### EXERCISE PROMPT
How does the data below read from its first line through the line containing "another file resolves"? Print those lines exactly.

### SOURCE INFORMATION
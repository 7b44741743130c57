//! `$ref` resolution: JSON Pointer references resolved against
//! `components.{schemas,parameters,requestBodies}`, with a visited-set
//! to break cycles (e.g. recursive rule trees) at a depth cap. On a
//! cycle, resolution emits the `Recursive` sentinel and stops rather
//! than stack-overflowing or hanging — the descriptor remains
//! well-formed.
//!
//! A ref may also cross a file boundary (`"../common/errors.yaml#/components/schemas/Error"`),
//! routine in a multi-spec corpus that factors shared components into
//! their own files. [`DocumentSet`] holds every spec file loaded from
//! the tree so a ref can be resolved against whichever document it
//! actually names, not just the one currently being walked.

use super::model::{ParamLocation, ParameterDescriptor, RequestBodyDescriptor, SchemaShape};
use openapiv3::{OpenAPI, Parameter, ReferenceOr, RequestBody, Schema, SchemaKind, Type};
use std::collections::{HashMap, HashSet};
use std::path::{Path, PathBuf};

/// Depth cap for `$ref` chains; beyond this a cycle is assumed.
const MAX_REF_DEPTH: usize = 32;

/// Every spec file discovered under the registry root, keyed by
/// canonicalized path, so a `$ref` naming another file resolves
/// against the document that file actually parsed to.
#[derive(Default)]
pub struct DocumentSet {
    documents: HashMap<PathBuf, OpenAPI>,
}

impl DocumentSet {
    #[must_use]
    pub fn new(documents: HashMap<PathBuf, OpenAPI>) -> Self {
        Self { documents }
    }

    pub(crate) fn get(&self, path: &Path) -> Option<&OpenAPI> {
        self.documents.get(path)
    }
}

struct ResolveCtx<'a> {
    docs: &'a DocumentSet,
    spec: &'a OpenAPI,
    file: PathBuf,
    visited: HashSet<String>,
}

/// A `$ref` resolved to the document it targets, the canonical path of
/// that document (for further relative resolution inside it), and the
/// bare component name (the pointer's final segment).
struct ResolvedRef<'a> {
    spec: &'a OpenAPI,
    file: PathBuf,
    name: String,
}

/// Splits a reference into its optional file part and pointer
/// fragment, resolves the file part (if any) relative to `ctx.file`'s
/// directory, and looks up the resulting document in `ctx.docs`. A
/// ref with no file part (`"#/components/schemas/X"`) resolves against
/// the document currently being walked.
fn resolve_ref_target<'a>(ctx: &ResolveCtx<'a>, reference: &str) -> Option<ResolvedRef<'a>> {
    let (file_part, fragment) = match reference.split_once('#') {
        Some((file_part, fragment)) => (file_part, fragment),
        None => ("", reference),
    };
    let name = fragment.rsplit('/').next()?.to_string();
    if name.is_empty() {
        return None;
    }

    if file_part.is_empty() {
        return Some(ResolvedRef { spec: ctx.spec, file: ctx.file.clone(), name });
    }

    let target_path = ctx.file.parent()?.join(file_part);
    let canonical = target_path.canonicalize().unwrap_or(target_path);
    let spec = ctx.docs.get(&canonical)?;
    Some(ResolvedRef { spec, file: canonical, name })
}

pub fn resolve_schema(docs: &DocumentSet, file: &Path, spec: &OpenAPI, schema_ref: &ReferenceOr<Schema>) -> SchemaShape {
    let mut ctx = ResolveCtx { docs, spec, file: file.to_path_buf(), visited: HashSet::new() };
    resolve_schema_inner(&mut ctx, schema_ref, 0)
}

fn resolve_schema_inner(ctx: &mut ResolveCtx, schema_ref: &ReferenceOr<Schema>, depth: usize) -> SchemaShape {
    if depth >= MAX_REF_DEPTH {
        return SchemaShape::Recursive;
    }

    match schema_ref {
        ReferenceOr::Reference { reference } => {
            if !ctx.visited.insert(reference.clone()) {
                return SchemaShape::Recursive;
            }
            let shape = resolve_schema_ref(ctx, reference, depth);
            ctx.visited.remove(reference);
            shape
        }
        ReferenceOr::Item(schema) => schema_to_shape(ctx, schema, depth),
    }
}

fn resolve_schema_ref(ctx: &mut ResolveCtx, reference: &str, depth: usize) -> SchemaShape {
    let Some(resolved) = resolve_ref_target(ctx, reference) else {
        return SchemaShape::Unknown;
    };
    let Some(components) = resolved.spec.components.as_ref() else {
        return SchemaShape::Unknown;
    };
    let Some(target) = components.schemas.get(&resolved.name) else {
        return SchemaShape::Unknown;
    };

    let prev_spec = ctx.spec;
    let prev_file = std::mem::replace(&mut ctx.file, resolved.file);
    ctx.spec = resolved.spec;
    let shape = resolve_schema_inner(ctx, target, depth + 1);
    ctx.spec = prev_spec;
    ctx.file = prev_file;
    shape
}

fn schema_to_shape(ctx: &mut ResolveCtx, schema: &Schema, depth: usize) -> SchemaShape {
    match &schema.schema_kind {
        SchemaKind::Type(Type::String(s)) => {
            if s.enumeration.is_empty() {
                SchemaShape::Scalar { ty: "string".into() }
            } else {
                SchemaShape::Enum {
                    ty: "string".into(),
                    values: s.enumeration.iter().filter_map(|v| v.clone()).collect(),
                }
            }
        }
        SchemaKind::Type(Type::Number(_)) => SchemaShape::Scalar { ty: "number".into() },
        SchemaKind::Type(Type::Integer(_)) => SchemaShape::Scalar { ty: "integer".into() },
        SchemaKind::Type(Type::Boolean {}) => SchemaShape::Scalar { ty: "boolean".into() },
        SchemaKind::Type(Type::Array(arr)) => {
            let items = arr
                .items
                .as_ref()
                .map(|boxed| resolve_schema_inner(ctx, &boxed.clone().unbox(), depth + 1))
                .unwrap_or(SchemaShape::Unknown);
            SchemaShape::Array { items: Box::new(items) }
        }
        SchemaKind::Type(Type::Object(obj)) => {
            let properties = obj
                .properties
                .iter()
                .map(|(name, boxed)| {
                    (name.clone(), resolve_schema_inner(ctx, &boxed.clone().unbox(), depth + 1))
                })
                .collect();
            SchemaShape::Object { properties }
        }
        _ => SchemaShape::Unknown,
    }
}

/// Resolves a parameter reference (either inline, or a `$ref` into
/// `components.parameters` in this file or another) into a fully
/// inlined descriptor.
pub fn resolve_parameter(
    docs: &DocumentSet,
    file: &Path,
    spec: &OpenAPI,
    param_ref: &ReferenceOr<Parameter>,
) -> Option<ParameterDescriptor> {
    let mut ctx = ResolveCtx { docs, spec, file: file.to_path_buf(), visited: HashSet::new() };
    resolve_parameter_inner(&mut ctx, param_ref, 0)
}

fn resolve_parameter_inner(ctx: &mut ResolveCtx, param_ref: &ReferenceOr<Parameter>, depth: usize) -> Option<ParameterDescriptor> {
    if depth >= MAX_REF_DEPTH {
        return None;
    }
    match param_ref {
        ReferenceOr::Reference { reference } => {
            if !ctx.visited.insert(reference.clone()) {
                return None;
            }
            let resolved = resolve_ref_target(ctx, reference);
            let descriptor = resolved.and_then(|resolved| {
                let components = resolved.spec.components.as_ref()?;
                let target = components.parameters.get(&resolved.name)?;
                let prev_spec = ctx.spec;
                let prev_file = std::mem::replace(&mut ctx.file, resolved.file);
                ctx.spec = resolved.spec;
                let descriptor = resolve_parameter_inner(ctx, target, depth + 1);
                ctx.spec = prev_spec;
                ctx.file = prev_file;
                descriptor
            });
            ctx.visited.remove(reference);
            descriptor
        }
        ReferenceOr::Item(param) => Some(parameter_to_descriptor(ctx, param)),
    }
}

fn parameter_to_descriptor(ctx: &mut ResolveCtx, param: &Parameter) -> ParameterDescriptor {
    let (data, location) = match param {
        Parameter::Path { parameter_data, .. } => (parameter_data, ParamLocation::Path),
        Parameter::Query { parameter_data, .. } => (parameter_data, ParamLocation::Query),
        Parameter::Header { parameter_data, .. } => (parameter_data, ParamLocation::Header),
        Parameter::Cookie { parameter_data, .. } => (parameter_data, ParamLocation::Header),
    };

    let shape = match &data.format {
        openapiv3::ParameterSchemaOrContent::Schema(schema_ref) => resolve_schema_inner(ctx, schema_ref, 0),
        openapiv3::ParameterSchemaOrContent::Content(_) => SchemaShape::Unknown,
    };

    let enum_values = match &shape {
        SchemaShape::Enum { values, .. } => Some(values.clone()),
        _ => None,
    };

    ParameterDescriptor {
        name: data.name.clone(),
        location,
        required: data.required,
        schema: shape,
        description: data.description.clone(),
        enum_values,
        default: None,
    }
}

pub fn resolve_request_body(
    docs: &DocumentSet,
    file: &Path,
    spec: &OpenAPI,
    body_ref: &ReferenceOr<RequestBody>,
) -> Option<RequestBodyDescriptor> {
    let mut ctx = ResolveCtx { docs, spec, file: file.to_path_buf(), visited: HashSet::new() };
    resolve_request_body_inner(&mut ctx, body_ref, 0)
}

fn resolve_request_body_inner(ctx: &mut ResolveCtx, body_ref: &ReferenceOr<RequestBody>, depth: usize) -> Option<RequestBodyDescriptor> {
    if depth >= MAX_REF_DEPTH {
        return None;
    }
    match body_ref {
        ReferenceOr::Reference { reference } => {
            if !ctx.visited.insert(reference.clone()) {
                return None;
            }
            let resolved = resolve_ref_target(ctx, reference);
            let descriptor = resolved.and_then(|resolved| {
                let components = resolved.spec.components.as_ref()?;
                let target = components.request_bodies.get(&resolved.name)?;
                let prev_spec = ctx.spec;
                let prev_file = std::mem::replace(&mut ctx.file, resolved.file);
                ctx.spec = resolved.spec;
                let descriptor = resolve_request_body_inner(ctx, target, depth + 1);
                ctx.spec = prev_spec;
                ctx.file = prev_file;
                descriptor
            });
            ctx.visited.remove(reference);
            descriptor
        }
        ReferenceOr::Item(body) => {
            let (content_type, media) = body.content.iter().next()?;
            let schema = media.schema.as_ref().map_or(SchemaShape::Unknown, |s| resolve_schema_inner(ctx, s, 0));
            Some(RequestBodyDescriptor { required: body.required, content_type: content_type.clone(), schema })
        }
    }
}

### OUTPUT FOR THIS EXERCISE
repository 7b44741743130c57
//! `$ref` resolution: JSON Pointer references resolved against
//! `components.{schemas,parameters,requestBodies}`, with a visited-set
//! to break cycles (e.g. recursive rule trees) at a depth cap. On a
//! cycle, resolution emits the `Recursive` sentinel and stops rather
//! than stack-overflowing or hanging — the descriptor remains
//! well-formed.
//!
//! A ref may also cross a file boundary (`"../common/errors.yaml#/components/schemas/Error"`),
//! routine in a multi-spec corpus that factors shared components into
//! their own files. [`DocumentSet`] holds every spec file loaded from
//! the tree so a ref can be resolved against whichever document it
//! actually names, not just the one currently being walked.

use super::model::{ParamLocation, ParameterDescriptor, RequestBodyDescriptor, SchemaShape};
use openapiv3::{OpenAPI, Parameter, ReferenceOr, RequestBody, Schema, SchemaKind, Type};
use std::collections::{HashMap, HashSet};
use std::path::{Path, PathBuf};

/// Depth cap for `$ref` chains; beyond this a cycle is assumed.
const MAX_REF_DEPTH: usize = 32;

/// Every spec file discovered under the registry root, keyed by
/// canonicalized path, so a `$ref` naming another file resolves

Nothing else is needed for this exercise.